● **Task brief**
From the listing below, extract each line containing the string "ConnectTimeout".

Top of Record extracts

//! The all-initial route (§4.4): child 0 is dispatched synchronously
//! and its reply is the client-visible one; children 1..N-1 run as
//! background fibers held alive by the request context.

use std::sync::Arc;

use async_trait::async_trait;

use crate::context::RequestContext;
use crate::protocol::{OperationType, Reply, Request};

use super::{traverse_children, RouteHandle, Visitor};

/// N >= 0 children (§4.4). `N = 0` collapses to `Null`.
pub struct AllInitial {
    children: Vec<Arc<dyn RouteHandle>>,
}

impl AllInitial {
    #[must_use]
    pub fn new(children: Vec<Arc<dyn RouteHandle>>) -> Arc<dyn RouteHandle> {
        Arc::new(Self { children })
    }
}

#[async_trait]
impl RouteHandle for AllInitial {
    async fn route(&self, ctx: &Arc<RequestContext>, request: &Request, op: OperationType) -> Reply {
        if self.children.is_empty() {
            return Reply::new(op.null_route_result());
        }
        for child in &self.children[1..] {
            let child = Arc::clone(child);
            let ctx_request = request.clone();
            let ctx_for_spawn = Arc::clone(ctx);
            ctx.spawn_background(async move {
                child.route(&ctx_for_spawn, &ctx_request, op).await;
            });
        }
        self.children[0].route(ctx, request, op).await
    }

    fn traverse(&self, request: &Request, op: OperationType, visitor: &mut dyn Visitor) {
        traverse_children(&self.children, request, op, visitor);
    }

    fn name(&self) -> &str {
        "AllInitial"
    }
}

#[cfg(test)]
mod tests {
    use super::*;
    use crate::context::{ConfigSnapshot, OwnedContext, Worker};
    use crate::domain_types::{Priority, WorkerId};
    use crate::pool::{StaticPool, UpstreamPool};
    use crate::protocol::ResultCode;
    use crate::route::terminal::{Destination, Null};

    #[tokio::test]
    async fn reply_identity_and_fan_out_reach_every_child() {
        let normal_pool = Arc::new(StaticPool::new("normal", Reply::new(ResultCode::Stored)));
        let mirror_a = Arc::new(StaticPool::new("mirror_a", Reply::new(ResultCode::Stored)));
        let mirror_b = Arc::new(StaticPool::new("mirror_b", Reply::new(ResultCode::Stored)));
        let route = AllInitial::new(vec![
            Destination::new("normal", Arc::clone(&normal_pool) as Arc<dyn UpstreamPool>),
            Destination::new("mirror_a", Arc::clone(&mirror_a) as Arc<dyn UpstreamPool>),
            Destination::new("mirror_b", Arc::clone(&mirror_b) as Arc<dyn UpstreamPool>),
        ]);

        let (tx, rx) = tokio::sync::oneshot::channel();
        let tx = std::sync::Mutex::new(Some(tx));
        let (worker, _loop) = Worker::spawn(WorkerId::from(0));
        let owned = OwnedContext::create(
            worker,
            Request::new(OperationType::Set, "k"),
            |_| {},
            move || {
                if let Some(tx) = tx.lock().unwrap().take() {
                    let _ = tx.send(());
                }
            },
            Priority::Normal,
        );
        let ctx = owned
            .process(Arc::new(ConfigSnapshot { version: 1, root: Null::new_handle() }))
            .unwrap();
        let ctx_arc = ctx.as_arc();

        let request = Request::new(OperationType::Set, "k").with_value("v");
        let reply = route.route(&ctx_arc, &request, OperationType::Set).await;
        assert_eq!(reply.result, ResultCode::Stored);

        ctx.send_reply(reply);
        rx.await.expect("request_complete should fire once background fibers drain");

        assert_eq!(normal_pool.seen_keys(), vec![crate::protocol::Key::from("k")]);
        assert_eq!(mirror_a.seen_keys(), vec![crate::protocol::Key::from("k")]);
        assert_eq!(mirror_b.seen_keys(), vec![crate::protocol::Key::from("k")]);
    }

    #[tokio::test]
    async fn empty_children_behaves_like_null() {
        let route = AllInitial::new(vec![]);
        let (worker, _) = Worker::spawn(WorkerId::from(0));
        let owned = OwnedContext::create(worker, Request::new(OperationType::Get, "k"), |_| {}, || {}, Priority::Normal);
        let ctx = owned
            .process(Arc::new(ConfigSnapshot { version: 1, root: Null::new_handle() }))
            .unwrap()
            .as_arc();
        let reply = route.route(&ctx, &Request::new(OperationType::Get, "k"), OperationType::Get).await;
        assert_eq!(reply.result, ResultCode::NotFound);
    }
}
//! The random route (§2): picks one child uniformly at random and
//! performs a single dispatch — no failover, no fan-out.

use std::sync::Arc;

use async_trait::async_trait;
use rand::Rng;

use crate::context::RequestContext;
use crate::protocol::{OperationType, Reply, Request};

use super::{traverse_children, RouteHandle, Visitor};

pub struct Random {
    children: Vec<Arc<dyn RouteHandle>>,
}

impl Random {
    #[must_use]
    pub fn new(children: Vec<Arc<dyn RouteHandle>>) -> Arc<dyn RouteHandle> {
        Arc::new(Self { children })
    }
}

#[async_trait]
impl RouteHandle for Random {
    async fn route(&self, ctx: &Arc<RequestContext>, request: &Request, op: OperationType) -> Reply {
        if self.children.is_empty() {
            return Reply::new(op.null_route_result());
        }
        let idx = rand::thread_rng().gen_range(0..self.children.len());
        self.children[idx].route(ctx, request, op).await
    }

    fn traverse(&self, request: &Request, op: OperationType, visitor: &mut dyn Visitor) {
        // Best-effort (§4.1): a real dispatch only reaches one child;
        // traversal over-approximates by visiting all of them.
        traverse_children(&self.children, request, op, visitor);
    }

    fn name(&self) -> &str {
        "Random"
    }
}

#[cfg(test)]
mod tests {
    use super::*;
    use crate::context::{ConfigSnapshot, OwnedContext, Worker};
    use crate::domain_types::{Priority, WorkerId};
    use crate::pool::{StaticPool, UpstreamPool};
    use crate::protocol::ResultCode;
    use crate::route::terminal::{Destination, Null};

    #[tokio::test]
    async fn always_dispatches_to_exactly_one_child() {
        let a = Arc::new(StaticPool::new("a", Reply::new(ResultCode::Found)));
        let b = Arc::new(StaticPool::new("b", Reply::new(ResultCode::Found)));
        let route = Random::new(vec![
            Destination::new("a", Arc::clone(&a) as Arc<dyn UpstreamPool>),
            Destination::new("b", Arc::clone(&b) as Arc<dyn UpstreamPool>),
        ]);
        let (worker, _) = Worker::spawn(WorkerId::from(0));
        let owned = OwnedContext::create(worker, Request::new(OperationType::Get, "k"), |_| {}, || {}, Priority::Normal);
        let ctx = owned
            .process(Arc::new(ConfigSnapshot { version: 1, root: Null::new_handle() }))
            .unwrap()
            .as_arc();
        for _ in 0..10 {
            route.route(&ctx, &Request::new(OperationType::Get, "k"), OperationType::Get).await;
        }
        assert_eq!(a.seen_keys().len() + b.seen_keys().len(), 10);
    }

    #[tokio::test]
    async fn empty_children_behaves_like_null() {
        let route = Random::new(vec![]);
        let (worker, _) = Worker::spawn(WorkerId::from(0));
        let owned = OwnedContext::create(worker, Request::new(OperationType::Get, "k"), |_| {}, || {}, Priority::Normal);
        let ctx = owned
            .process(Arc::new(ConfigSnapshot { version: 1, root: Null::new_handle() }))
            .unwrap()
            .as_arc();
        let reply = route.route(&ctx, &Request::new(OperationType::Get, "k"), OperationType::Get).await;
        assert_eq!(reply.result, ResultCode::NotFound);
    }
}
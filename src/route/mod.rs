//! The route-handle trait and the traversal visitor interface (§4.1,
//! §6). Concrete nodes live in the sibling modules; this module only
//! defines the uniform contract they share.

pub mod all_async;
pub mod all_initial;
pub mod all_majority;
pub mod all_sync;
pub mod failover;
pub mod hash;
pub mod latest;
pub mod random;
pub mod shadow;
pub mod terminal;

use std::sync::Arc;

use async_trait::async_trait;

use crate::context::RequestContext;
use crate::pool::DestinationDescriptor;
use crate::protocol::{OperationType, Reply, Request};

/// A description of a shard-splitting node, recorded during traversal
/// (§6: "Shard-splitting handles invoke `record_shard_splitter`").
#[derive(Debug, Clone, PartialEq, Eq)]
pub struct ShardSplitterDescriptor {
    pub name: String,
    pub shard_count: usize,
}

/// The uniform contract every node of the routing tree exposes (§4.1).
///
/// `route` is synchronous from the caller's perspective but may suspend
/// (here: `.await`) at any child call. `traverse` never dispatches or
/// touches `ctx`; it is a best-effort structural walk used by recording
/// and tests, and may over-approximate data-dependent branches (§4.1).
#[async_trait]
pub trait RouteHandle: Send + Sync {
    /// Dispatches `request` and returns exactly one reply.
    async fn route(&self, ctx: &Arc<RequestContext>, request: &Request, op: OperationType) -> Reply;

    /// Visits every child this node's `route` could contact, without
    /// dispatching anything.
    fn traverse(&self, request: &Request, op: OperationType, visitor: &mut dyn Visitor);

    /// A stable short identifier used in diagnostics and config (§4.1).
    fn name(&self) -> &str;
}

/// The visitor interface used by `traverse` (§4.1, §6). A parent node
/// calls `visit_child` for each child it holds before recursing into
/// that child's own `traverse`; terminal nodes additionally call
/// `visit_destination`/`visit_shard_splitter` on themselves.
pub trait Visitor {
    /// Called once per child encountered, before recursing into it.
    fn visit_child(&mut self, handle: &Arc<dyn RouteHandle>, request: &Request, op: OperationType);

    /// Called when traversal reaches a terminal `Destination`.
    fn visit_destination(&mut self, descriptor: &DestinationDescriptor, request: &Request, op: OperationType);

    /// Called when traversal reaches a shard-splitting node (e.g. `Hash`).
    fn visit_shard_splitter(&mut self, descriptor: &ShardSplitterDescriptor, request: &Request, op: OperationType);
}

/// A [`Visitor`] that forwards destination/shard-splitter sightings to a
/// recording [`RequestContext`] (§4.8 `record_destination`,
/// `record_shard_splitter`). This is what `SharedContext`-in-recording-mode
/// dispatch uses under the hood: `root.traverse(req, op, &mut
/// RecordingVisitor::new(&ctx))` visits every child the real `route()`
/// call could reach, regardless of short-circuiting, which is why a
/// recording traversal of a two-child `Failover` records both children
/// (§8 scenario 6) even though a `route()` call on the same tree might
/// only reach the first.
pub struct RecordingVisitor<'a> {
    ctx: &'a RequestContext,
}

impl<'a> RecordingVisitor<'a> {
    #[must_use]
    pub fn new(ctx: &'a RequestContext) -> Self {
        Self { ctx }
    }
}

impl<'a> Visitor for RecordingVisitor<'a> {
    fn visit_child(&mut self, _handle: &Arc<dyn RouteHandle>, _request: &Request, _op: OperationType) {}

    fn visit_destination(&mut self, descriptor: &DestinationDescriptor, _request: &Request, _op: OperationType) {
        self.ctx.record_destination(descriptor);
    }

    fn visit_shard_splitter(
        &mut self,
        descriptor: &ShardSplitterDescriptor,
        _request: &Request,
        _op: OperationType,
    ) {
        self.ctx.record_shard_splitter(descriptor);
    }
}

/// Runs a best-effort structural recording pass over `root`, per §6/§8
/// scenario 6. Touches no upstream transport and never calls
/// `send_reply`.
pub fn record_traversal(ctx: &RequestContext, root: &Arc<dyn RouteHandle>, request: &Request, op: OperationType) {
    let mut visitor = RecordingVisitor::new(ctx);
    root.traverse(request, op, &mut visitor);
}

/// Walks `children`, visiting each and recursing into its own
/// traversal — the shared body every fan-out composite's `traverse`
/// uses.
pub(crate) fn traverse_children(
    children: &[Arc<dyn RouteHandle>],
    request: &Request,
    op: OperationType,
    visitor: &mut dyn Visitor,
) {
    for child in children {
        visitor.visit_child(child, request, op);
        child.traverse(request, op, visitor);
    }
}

Bottom of Record extracts
Top of Record extracts

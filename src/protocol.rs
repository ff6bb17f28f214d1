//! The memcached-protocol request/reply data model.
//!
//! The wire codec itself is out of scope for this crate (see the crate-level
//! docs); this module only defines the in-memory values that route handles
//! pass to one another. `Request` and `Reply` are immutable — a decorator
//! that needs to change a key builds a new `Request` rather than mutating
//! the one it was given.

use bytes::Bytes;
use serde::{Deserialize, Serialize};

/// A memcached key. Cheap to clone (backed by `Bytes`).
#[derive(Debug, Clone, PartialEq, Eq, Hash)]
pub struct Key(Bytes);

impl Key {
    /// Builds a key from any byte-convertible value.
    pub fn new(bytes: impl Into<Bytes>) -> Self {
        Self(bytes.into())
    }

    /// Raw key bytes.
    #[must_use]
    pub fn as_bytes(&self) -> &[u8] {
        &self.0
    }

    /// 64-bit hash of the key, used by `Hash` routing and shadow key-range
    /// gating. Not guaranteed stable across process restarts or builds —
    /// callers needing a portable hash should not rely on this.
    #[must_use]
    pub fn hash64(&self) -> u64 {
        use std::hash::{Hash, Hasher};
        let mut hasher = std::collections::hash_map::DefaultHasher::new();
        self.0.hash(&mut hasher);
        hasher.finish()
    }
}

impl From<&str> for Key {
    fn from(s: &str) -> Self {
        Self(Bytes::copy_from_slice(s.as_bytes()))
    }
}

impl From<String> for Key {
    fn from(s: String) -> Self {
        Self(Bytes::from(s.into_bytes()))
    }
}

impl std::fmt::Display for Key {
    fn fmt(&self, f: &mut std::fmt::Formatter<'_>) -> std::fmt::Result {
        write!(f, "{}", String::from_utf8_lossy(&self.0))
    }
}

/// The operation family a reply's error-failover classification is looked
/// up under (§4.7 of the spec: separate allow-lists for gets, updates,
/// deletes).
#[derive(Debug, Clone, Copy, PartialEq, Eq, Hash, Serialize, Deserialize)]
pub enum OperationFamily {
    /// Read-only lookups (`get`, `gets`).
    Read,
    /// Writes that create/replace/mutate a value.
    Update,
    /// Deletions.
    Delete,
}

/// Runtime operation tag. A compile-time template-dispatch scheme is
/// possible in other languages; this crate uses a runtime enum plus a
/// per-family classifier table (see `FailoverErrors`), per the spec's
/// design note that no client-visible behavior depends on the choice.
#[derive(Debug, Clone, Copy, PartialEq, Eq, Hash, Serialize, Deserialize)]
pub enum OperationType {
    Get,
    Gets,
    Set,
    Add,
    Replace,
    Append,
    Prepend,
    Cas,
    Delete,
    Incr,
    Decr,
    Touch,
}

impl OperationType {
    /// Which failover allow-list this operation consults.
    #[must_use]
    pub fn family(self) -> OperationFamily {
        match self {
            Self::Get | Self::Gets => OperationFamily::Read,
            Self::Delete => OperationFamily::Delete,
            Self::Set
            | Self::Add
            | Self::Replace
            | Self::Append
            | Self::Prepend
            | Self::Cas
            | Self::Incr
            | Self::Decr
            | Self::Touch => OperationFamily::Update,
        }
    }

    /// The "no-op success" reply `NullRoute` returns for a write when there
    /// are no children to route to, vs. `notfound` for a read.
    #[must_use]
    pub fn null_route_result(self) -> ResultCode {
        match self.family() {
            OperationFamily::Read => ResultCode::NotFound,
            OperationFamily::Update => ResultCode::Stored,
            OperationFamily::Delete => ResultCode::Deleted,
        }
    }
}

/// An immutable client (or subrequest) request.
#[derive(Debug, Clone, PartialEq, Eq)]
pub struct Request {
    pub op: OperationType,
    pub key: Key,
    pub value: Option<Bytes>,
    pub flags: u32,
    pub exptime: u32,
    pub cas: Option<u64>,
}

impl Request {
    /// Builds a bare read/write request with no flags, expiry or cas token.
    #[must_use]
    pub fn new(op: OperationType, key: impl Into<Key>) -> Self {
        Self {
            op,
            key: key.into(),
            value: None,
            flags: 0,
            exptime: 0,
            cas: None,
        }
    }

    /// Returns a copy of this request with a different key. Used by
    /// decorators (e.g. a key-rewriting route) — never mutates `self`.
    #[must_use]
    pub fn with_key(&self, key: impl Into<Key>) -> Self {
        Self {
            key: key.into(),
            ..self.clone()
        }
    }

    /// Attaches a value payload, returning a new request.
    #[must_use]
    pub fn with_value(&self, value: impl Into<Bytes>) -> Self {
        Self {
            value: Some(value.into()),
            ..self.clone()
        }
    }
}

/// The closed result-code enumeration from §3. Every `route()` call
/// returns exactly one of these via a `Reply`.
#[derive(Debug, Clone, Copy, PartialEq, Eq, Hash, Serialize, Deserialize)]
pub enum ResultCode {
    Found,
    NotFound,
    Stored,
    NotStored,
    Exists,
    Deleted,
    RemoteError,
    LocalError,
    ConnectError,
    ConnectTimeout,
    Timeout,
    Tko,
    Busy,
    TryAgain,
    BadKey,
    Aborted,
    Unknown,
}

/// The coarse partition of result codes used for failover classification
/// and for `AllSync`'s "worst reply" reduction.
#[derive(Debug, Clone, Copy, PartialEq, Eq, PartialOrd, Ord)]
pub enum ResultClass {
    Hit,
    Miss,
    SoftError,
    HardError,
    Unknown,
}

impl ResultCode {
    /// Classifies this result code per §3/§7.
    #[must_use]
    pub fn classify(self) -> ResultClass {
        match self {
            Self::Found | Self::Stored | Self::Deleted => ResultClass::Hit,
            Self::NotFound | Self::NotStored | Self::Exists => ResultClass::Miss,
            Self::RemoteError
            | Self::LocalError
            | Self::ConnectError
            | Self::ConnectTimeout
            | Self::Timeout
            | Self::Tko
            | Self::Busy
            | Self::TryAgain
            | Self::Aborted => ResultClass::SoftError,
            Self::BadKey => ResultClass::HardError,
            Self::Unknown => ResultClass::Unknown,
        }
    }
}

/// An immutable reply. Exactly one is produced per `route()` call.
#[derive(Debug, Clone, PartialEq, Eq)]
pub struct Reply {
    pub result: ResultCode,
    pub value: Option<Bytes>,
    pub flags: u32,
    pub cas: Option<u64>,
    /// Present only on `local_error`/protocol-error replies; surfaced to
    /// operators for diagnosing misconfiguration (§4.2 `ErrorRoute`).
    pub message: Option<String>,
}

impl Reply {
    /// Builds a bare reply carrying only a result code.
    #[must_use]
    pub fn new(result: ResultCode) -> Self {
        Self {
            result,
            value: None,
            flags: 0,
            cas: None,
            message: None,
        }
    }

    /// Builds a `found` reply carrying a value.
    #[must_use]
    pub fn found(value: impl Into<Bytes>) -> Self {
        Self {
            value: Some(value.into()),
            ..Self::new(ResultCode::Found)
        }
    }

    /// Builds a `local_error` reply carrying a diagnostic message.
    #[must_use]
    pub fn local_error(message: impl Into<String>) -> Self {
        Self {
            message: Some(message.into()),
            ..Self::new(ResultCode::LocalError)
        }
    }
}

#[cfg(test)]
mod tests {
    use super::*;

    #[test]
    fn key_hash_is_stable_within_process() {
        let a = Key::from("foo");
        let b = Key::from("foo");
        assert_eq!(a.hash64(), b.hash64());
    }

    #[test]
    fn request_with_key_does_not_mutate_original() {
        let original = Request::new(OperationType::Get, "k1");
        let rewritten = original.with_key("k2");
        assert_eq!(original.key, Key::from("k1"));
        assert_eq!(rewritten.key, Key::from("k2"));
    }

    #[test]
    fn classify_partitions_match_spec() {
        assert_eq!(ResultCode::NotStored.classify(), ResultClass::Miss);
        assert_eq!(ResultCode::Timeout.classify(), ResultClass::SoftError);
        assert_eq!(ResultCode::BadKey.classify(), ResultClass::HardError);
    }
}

Bottom of Record extracts

● **Solution to this task**
    ConnectTimeout,
            | Self::ConnectTimeout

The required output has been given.